Santa Fe Heirloom ‘Christmas’ Burgers

Pairs well with:

White Merlot

Imagine sipping a lighter Merlot. This fresh, pale-pink wine is a nice change from traditional red or white wines.


(extra virgin) Olive oil for grill.
Roasted Garlic Smash:
3 heads garlic, roasted.
1/4 c. extra virgin olive oil.
1 tsp. salt
1 tsp. freshly ground pepper
'Christmas' Relish:
4 large red chilies
4 large green chilies
1 large red onion
2 Tbsp extra virgin olive oil
1.5 Tsp Salt
1 Tsp freshly ground pepper
2 Tbsp Hot Sauce
1 lbs ground round
.5 lb ground sirloin
roasted garlic smash
2 Tbsp Hot Sauce
1 Tbsp. Salt
1 1/4 Tbsp Freshly Ground Pepper
2 Tbsp finely chopped fresh sage
1 c. shredded Monteray Jack Cheese
Grilled Heirloom Tomatoes:
2 Large Red/Green Heirloom Tomatoes
1/4 c. extra virgin olive oil
1 Tbsp Salt
1 tsp. freshly ground pepper
For buns:
6 Whole Wheat Hamburger Buns
2 Tbsp Olive Oil
3 cloves raw garlic
6 leaves red leaf lettuce



Preheat Grill to Medium/hot. Rub grates with olive oil. For the Roasted Garlic Smash: Slice the tops off the Garlic Bulbs, about 1/3 from the top. Place bulbs on a large piece of heavy duty foil. Drizzle with olive oil. Sprinkle with Salt and Pepper. Wrap loosely in foil, place on hot grill and roast until the garlic cloves are tender, about 45 minutes. Remove from grill and allow to cool, about 10 minutes. Squeeze the garlic heads, popping the cloves into a bowl. Smash lightly with a fork until a chunky paste is formed.
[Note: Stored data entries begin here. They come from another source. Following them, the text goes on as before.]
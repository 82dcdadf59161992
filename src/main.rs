//! tipbot daemon - CLI entry point
//!
//! Pid-file daemon management plus the hidden `run` command that drives the
//! actual event loop.

use anyhow::Context;
use clap::{Parser, Subcommand};
use std::fs;
use std::process::{Command, Stdio};
use std::time::Duration;
use tipbot::config::Config;
use tipbot::daemon;
use tipbot::sessions::SessionRegistry;
use tipbot::users::UserStore;
use tracing_subscriber::EnvFilter;

/// Tipbot - Telegram tipster-bot supervisor
#[derive(Parser)]
#[command(name = "tipbot")]
#[command(about = "Manage the tipbot daemon")]
struct Cli {
    #[command(subcommand)]
    command: Commands,
}

#[derive(Subcommand)]
enum Commands {
    /// Start the daemon
    Start,

    /// Stop the daemon
    Stop,

    /// Restart the daemon
    Restart,

    /// Show daemon status
    Status,

    /// Tail the log file
    Logs {
        /// Number of lines to show
        #[arg(short = 'n', long, default_value = "50")]
        lines: u32,

        /// Don't follow the log
        #[arg(long = "no-follow")]
        no_follow: bool,
    },

    /// Run the daemon (internal)
    #[command(hide = true)]
    Run,
}

fn main() -> anyhow::Result<()> {
    let cli = Cli::parse();

    // Initialize logging
    let filter = EnvFilter::try_from_default_env().unwrap_or_else(|_| EnvFilter::new("info"));
    tracing_subscriber::fmt()
        .with_env_filter(filter)
        .with_target(false)
        .init();

    let config = Config::default();

    match cli.command {
        Commands::Start => cmd_start(&config),
        Commands::Stop => cmd_stop(&config),
        Commands::Restart => cmd_restart(&config),
        Commands::Status => cmd_status(&config),
        Commands::Logs { lines, no_follow } => cmd_logs(&config, lines, !no_follow),
        Commands::Run => cmd_run(config),
    }
}

// ============================================================================
// CLI Commands
// ============================================================================

fn get_pid(config: &Config) -> Option<u32> {
    let pid_file = config.state_dir.join("daemon.pid");
    if !pid_file.exists() {
        return None;
    }

    let content = fs::read_to_string(&pid_file).ok()?;
    let pid: u32 = content.trim().parse().ok()?;

    // Check if process is running
    let status = Command::new("kill").args(["-0", &pid.to_string()]).status();

    if status.map(|s| s.success()).unwrap_or(false) {
        Some(pid)
    } else {
        // PID file exists but process is dead
        let _ = fs::remove_file(&pid_file);
        None
    }
}

fn is_running(config: &Config) -> bool {
    get_pid(config).is_some()
}

fn cmd_start(config: &Config) -> anyhow::Result<()> {
    if is_running(config) {
        println!("Daemon already running (PID {})", get_pid(config).unwrap());
        return Ok(());
    }

    fs::create_dir_all(&config.state_dir)?;
    fs::create_dir_all(&config.logs_dir)?;

    let log_file = config.logs_dir.join("tipbot.log");
    let log = fs::OpenOptions::new()
        .create(true)
        .append(true)
        .open(&log_file)?;

    let exe = std::env::current_exe()?;
    let child = Command::new(&exe)
        .arg("run")
        .stdout(Stdio::from(log.try_clone()?))
        .stderr(Stdio::from(log))
        .spawn()
        .context("Failed to spawn daemon process")?;

    let pid_file = config.state_dir.join("daemon.pid");
    fs::write(&pid_file, child.id().to_string())?;

    println!("Daemon started (PID {})", child.id());
    println!("Logs: {}", log_file.display());

    Ok(())
}

fn cmd_stop(config: &Config) -> anyhow::Result<()> {
    let pid = match get_pid(config) {
        Some(p) => p,
        None => {
            println!("Daemon not running");
            return Ok(());
        }
    };

    println!("Stopping daemon (PID {})...", pid);

    let _ = Command::new("kill")
        .args(["-TERM", &pid.to_string()])
        .status();

    // Wait for it to die
    for _ in 0..10 {
        std::thread::sleep(Duration::from_millis(500));
        let status = Command::new("kill").args(["-0", &pid.to_string()]).status();
        if !status.map(|s| s.success()).unwrap_or(false) {
            break;
        }
    }

    // Force kill if still running
    let status = Command::new("kill").args(["-0", &pid.to_string()]).status();
    if status.map(|s| s.success()).unwrap_or(false) {
        println!("Force killing...");
        let _ = Command::new("kill")
            .args(["-KILL", &pid.to_string()])
            .status();
    }

    let pid_file = config.state_dir.join("daemon.pid");
    let _ = fs::remove_file(&pid_file);

    println!("Daemon stopped");
    Ok(())
}

fn cmd_restart(config: &Config) -> anyhow::Result<()> {
    if is_running(config) {
        cmd_stop(config)?;
        std::thread::sleep(Duration::from_secs(1));
    }
    cmd_start(config)
}

fn cmd_status(config: &Config) -> anyhow::Result<()> {
    match get_pid(config) {
        Some(pid) => {
            let result = Command::new("ps")
                .args(["-p", &pid.to_string(), "-o", "etime="])
                .output();

            if let Ok(output) = result {
                let uptime = String::from_utf8_lossy(&output.stdout);
                println!("Daemon running (PID {}, uptime {})", pid, uptime.trim());
            } else {
                println!("Daemon running (PID {})", pid);
            }
        }
        None => println!("Daemon not running"),
    }

    // Persisted state is readable whether or not the daemon is up
    let mut users = UserStore::new(&config.users_file);
    if let Ok(count) = users.load() {
        println!("Users: {}", count);
    }

    let mut registry = SessionRegistry::new(&config.sessions_file);
    if let Ok(count) = registry.load() {
        println!(
            "Relay sessions: {} ({} marked connected)",
            count,
            registry.connected_phones().len()
        );
    }

    Ok(())
}

fn cmd_logs(config: &Config, lines: u32, follow: bool) -> anyhow::Result<()> {
    let log_file = config.logs_dir.join("tipbot.log");
    if !log_file.exists() {
        println!("Log file not found: {}", log_file.display());
        return Ok(());
    }

    let mut cmd = Command::new("tail");
    if follow {
        cmd.arg("-f");
    }
    cmd.args(["-n", &lines.to_string()]);
    cmd.arg(&log_file);

    let _ = cmd.status();
    Ok(())
}

fn cmd_run(config: Config) -> anyhow::Result<()> {
    let runtime = tokio::runtime::Runtime::new().context("Failed to build tokio runtime")?;
    runtime
        .block_on(daemon::run_daemon(config))
        .context("Daemon exited with error")?;
    Ok(())
}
For the 'Christmas' Relish: Grill the red and green chilies whole until skin is lightly charred, about 4 minutes per side, turning as needed. When fully cooked, slice and dice finely, removing membranes and seeds. Slice onion in thick slices, drizzle with olive oil and sprinkle with 1 tsp salt and 1/2 tsp pepper. Grill until tender, turning halfway through, about 5 minutes per side. Remove from grill and dice, approximately the same size as the chilies. Mix the chilies and onion dices into a bowl. Add in the remaining 1/2 Tsp salt and 1/2 tsp pepper, and the cholula. Stir to combine and set aside. For the Patties: In a large bowl combine the ground round, ground sirloin, roasted garlic smash, Cholula, salt, pepper, fresh sage, and cheese. Mix lightly, just until all ingredients are fully combined. Form into 6 equal-sized patties that are slightly larger than the buns (to allow for grill shrinkage) and grill, flipping halfway through until the patties are medium-well, about 7-8 minutes a side. For the Heirloom Tomatoes: Slice tomatoes into three thick slices each. Drizzle with olive oil, and sprinkle with salt and pepper. Grill until lightly charred, about 2 minutes per side. Remove from grill and allow to come to room temperature. For the Hamburger Buns: Slice buns, brush tops and bottoms lightly with olive oil. Grill until lightly toasted, and immediately rub both sides with cut garlic cloves. To assemble: Place 1 piece lettuce and 1 grilled tomato slice on each of the bottom buns. Add the burgers, top the burgers with the 'Christmas' relish, and top with the top bun. Serve and enjoy this taste of the Southwest!